Before attempting this wireless demo, I needed the router to have been setup (this needed a DNS service on my laptop). However, once this was in place, it was quick and easy at LKL to plug the router in and started up LAMS and the DNS - I was ready to go in a matter of minutes. I think the participants found it simple too - they just needed to connect to my (non-secure) wireless network, enter the URL of my LAMS server, then use the LAMS names and password I gave out to log in (I put all this up on the whiteboard).

One limitation today was that I didn't have an internet connection for the router, so the group couldn't go out and browse the web. However, this is easily fixed if you organise a network connection for the router ahead of time.

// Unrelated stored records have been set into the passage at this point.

use std::sync::Arc;

use chrono::{Duration, Local};
use thiserror::Error;
use tracing::{debug, error, info, instrument};

use crate::entities::conversions::convert_to_new_reading;
use crate::entities::{ChartPoint, Reading, ReadingInput, ReadingInsights, ReadingQuery};
use crate::import::RowRejection;
use crate::services::insights::calculate_insights;
use health_tracker_data::models::{HealthReading, ReadingFilter};
use health_tracker_data::repository::{HealthReadingRepositoryTrait, RepositoryError};

pub const DUPLICATE_TIMESTAMP_MESSAGE: &str = "A record with this date and time already exists.";

/// Reading service errors
#[derive(Debug, Error)]
pub enum ReadingServiceError {
    /// The fields failed coercion or the vital-sign rules
    #[error("{0}")]
    Validation(String),

    #[error("{}", DUPLICATE_TIMESTAMP_MESSAGE)]
    Duplicate,

    /// Absent, or owned by someone else
    #[error("Entry not found")]
    NotFound,

    #[error("Insufficient data: {0}")]
    InsufficientData(String),

    #[error("Repository error: {0}")]
    Repository(String),
}

impl From<RowRejection> for ReadingServiceError {
    fn from(rejection: RowRejection) -> Self {
        ReadingServiceError::Validation(rejection.to_string())
    }
}

impl From<RepositoryError> for ReadingServiceError {
    fn from(err: RepositoryError) -> Self {
        match err {
            RepositoryError::Conflict(_) => ReadingServiceError::Duplicate,
            RepositoryError::NotFound(_) => ReadingServiceError::NotFound,
            RepositoryError::Validation(msg) => ReadingServiceError::Validation(msg),
            other => {
                error!("Reading repository failure: {}", other);
                ReadingServiceError::Repository(other.to_string())
            }
        }
    }
}

/// Single-record operations on an owner's readings.
///
/// Add and edit go through the same validator as imports and refuse a
/// timestamp the owner already uses.
#[derive(Clone)]
pub struct ReadingService {
    repository: Arc<dyn HealthReadingRepositoryTrait>,
}

impl ReadingService {
    pub fn new(repository: Arc<dyn HealthReadingRepositoryTrait>) -> Self {
        Self { repository }
    }

    #[instrument(skip(self, input))]
    pub async fn add_reading(&self, input: ReadingInput, owner_id: i64) -> Result<Reading, ReadingServiceError> {
        input.check().map_err(ReadingServiceError::Validation)?;
        let new = convert_to_new_reading(input, owner_id);

        if self
            .repository
            .find_by_owner_and_timestamp(owner_id, new.timestamp)
            .await?
            .is_some()
        {
            debug!("Owner {} already has a reading at {}", owner_id, new.timestamp);
            return Err(ReadingServiceError::Duplicate);
        }

        let stored = self.repository.insert(new).await?;
        info!("Added reading {} for owner {}", stored.id, owner_id);
        Ok(stored.into())
    }

    #[instrument(skip(self, input))]
    pub async fn update_reading(
        &self,
        id: i64,
        input: ReadingInput,
        owner_id: i64,
    ) -> Result<Reading, ReadingServiceError> {
        self.owned(id, owner_id).await?;
        input.check().map_err(ReadingServiceError::Validation)?;
        let replacement = convert_to_new_reading(input, owner_id);

        if let Some(existing) = self
            .repository
            .find_by_owner_and_timestamp(owner_id, replacement.timestamp)
            .await?
        {
            if existing.id != id {
                debug!("Reading {} collides with reading {}", id, existing.id);
                return Err(ReadingServiceError::Duplicate);
            }
        }

        let updated = self.repository.update(replacement.into_reading(id)).await?;
        info!("Updated reading {} for owner {}", id, owner_id);
        Ok(updated.into())
    }

    #[instrument(skip(self))]
    pub async fn delete_reading(&self, id: i64, owner_id: i64) -> Result<(), ReadingServiceError> {
        self.owned(id, owner_id).await?;
        self.repository.delete(id).await?;
        info!("Deleted reading {} for owner {}", id, owner_id);
        Ok(())
    }

    pub async fn get_reading(&self, id: i64, owner_id: i64) -> Result<Reading, ReadingServiceError> {
        Ok(self.owned(id, owner_id).await?.into())
    }

    /// One page of an owner's readings and the number of matches across all pages
    pub async fn list_readings(
        &self,
        owner_id: i64,
        query: ReadingQuery,
    ) -> Result<(Vec<Reading>, usize), ReadingServiceError> {
        let (readings, total) = self.repository.list_for_owner(owner_id, query.into()).await?;
        Ok((readings.into_iter().map(Reading::from).collect(), total))
    }

    /// All of an owner's readings as chart points, oldest first
    pub async fn chart_series(&self, owner_id: i64) -> Result<Vec<ChartPoint>, ReadingServiceError> {
        let (readings, _) = self
            .repository
            .list_for_owner(owner_id, ReadingFilter::chronological())
            .await?;
        Ok(readings.iter().map(ChartPoint::from).collect())
    }

    /// Statistics over the last `days` days, or over every reading when `days` is absent
    pub async fn summarize(
        &self,
        owner_id: i64,
        days: Option<u32>,
    ) -> Result<ReadingInsights, ReadingServiceError> {
        let mut filter = ReadingFilter::chronological();
        if let Some(days) = days {
            filter.start = Some(Local::now().naive_local() - Duration::days(i64::from(days)));
        }

        let (readings, _) = self.repository.list_for_owner(owner_id, filter).await?;
        calculate_insights(&readings, days).ok_or_else(|| {
            ReadingServiceError::InsufficientData("No readings available to generate insights".to_string())
        })
    }

    async fn owned(&self, id: i64, owner_id: i64) -> Result<HealthReading, ReadingServiceError> {
        match self.repository.get_by_id(id).await? {
            Some(reading) if reading.owner_id == owner_id => Ok(reading),
            _ => Err(ReadingServiceError::NotFound),
        }
    }
}

#[cfg(test)]
mod tests {
    use super::*;
    use chrono::{NaiveDate, NaiveDateTime};
    use health_tracker_data::models::NewHealthReading;
    use health_tracker_data::repository::tests::MockHealthReadingRepository;
    use health_tracker_data::repository::InMemoryHealthReadingRepository;

    fn at(day: u32, hour: u32) -> NaiveDateTime {
        NaiveDate::from_ymd_opt(2024, 1, day).unwrap().and_hms_opt(hour, 0, 0).unwrap()
    }

    fn input(timestamp: NaiveDateTime, systolic: i32) -> ReadingInput {
        ReadingInput {
            timestamp,
            systolic,
            diastolic: 80,
            heart_rate: 70,
            tags: None,
        }
    }

    fn seeded(owner_id: i64, readings: &[(NaiveDateTime, i32)]) -> MockHealthReadingRepository {
        MockHealthReadingRepository::with_readings(
            readings
                .iter()
                .map(|(timestamp, systolic)| NewHealthReading {
                    owner_id,
                    timestamp: *timestamp,
                    systolic: *systolic,
                    diastolic: 80,
                    heart_rate: 70,
                    tags: None,
                })
                .collect(),
        )
    }

    #[tokio::test]
    async fn test_add_reading() {
        let service = ReadingService::new(Arc::new(InMemoryHealthReadingRepository::new()));
        let reading = service.add_reading(input(at(1, 8), 120), 1).await.unwrap();

        assert_eq!(reading.owner_id, 1);
        assert_eq!(service.get_reading(reading.id, 1).await.unwrap(), reading);
    }

    #[tokio::test]
    async fn test_add_rejects_invalid_vitals_before_touching_store() {
        let repository = MockHealthReadingRepository::new();
        let service = ReadingService::new(Arc::new(repository.clone()));

        let err = service.add_reading(input(at(1, 8), 90), 1).await.unwrap_err();
        assert_eq!(err.to_string(), "Invalid systolic value: 90. Must be between 100-200.");
        assert_eq!(repository.store_calls(), 0);
    }

    #[tokio::test]
    async fn test_add_duplicate_timestamp_is_explicit() {
        let repository = seeded(1, &[(at(1, 8), 120)]);
        let service = ReadingService::new(Arc::new(repository.clone()));

        let err = service.add_reading(input(at(1, 8), 130), 1).await.unwrap_err();
        assert!(matches!(err, ReadingServiceError::Duplicate));
        assert_eq!(err.to_string(), DUPLICATE_TIMESTAMP_MESSAGE);

        // Another owner may use the same instant
        assert!(service.add_reading(input(at(1, 8), 130), 2).await.is_ok());
    }

    #[tokio::test]
    async fn test_edit_onto_other_timestamp_is_rejected_and_leaves_reading_unchanged() {
        let repository = seeded(1, &[(at(1, 8), 120), (at(2, 8), 130)]);
        let service = ReadingService::new(Arc::new(repository.clone()));
        let (readings, _) = service.list_readings(1, ReadingQuery::default()).await.unwrap();
        let (x, y) = (readings[0].clone(), readings[1].clone());

        let err = service.update_reading(x.id, input(y.timestamp, 150), 1).await.unwrap_err();
        assert!(matches!(err, ReadingServiceError::Duplicate));
        assert_eq!(service.get_reading(x.id, 1).await.unwrap(), x);
    }

    #[tokio::test]
    async fn test_edit_may_keep_its_own_timestamp() {
        let repository = seeded(1, &[(at(1, 8), 120)]);
        let service = ReadingService::new(Arc::new(repository));
        let (readings, _) = service.list_readings(1, ReadingQuery::default()).await.unwrap();

        let mut edit = input(at(1, 8), 145);
        edit.tags = Some(" evening ".to_string());
        let updated = service.update_reading(readings[0].id, edit, 1).await.unwrap();

        assert_eq!(updated.systolic, 145);
        assert_eq!(updated.tags.as_deref(), Some("evening"));
        assert_eq!(updated.timestamp, at(1, 8));
    }

    #[tokio::test]
    async fn test_edit_revalidates() {
        let repository = seeded(1, &[(at(1, 8), 120)]);
        let service = ReadingService::new(Arc::new(repository));
        let (readings, _) = service.list_readings(1, ReadingQuery::default()).await.unwrap();

        let mut edit = input(at(1, 9), 120);
        edit.diastolic = 120;
        let err = service.update_reading(readings[0].id, edit, 1).await.unwrap_err();
        assert_eq!(err.to_string(), "Systolic (120) must be greater than diastolic (120).");
    }

    #[tokio::test]
    async fn test_other_owners_readings_are_not_found() {
        let repository = seeded(1, &[(at(1, 8), 120)]);
        let service = ReadingService::new(Arc::new(repository));
        let (readings, _) = service.list_readings(1, ReadingQuery::default()).await.unwrap();
        let id = readings[0].id;

        assert!(matches!(service.get_reading(id, 2).await, Err(ReadingServiceError::NotFound)));
        assert!(matches!(service.delete_reading(id, 2).await, Err(ReadingServiceError::NotFound)));
        assert!(matches!(
            service.update_reading(id, input(at(3, 8), 120), 2).await,
            Err(ReadingServiceError::NotFound)
        ));

        service.delete_reading(id, 1).await.unwrap();
        assert!(matches!(service.delete_reading(id, 1).await, Err(ReadingServiceError::NotFound)));
    }

    #[tokio::test]
    async fn test_list_and_chart() {
        let repository = seeded(1, &[(at(3, 8), 130), (at(1, 8), 120), (at(2, 8), 125)]);
        let service = ReadingService::new(Arc::new(repository));

        let query = ReadingQuery {
            sort_desc: true,
            limit: Some(2),
            ..ReadingQuery::default()
        };
        let (page, total) = service.list_readings(1, query).await.unwrap();
        assert_eq!(total, 3);
        assert_eq!(page.iter().map(|r| r.systolic).collect::<Vec<_>>(), vec![130, 125]);

        let chart = service.chart_series(1).await.unwrap();
        assert_eq!(chart.len(), 3);
        assert_eq!(chart[0].x, "2024-01-01 08:00:00");
        assert_eq!(chart[2].systolic, 130);
    }

    #[tokio::test]
    async fn test_summarize() {
        let repository = seeded(1, &[(at(1, 8), 120), (at(2, 8), 140)]);
        let service = ReadingService::new(Arc::new(repository));

        let insights = service.summarize(1, None).await.unwrap();
        assert_eq!(insights.avg_systolic, 130.0);
        assert_eq!(insights.reading_count, 2);

        // Both readings are far older than a week
        assert!(matches!(
            service.summarize(1, Some(7)).await,
            Err(ReadingServiceError::InsufficientData(_))
        ));
    }

    #[tokio::test]
    async fn test_store_failure_surfaces_as_repository_error() {
        let repository = MockHealthReadingRepository::new().with_lookup_failure();
        let service = ReadingService::new(Arc::new(repository));

        let err = service.add_reading(input(at(1, 8), 120), 1).await.unwrap_err();
        assert!(matches!(err, ReadingServiceError::Repository(_)));
    }
}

So, I think this illustrates a new way of demonstrating LAMS which is pretty cool, and not too hard to organise. Going beyond conference demonstrations, you could also do this in a classroom, training room, etc - if you had LAMS on your laptop/desktop, a wireless router, and wireless computers/PDAs for your students, you could do full LAMS sessions without ever needing "official" network access or LAMS on an "official" central server. There are some downsides to this - the LAMS session ends when you turn off the router (so students can't come back later to continue the tasks, etc), but in contexts where you just want to do some one-off collaborative work, it would be fine.

For example, a freelance corporate trainer who works with various companies could have the LAMS + router setup in their box of tricks for corporate training sessions without having to go through all the usual problems of getting software installed officially at the client site - all you would need is that trainees bring their wireless laptop along. I think the freedom this wireless approach brings would be very helpful for freelance trainers.

P.S. The wireless router wasn't expensive - I used a Linksys Wireless-G 54Mbps Broadband router which cost about AUD$150.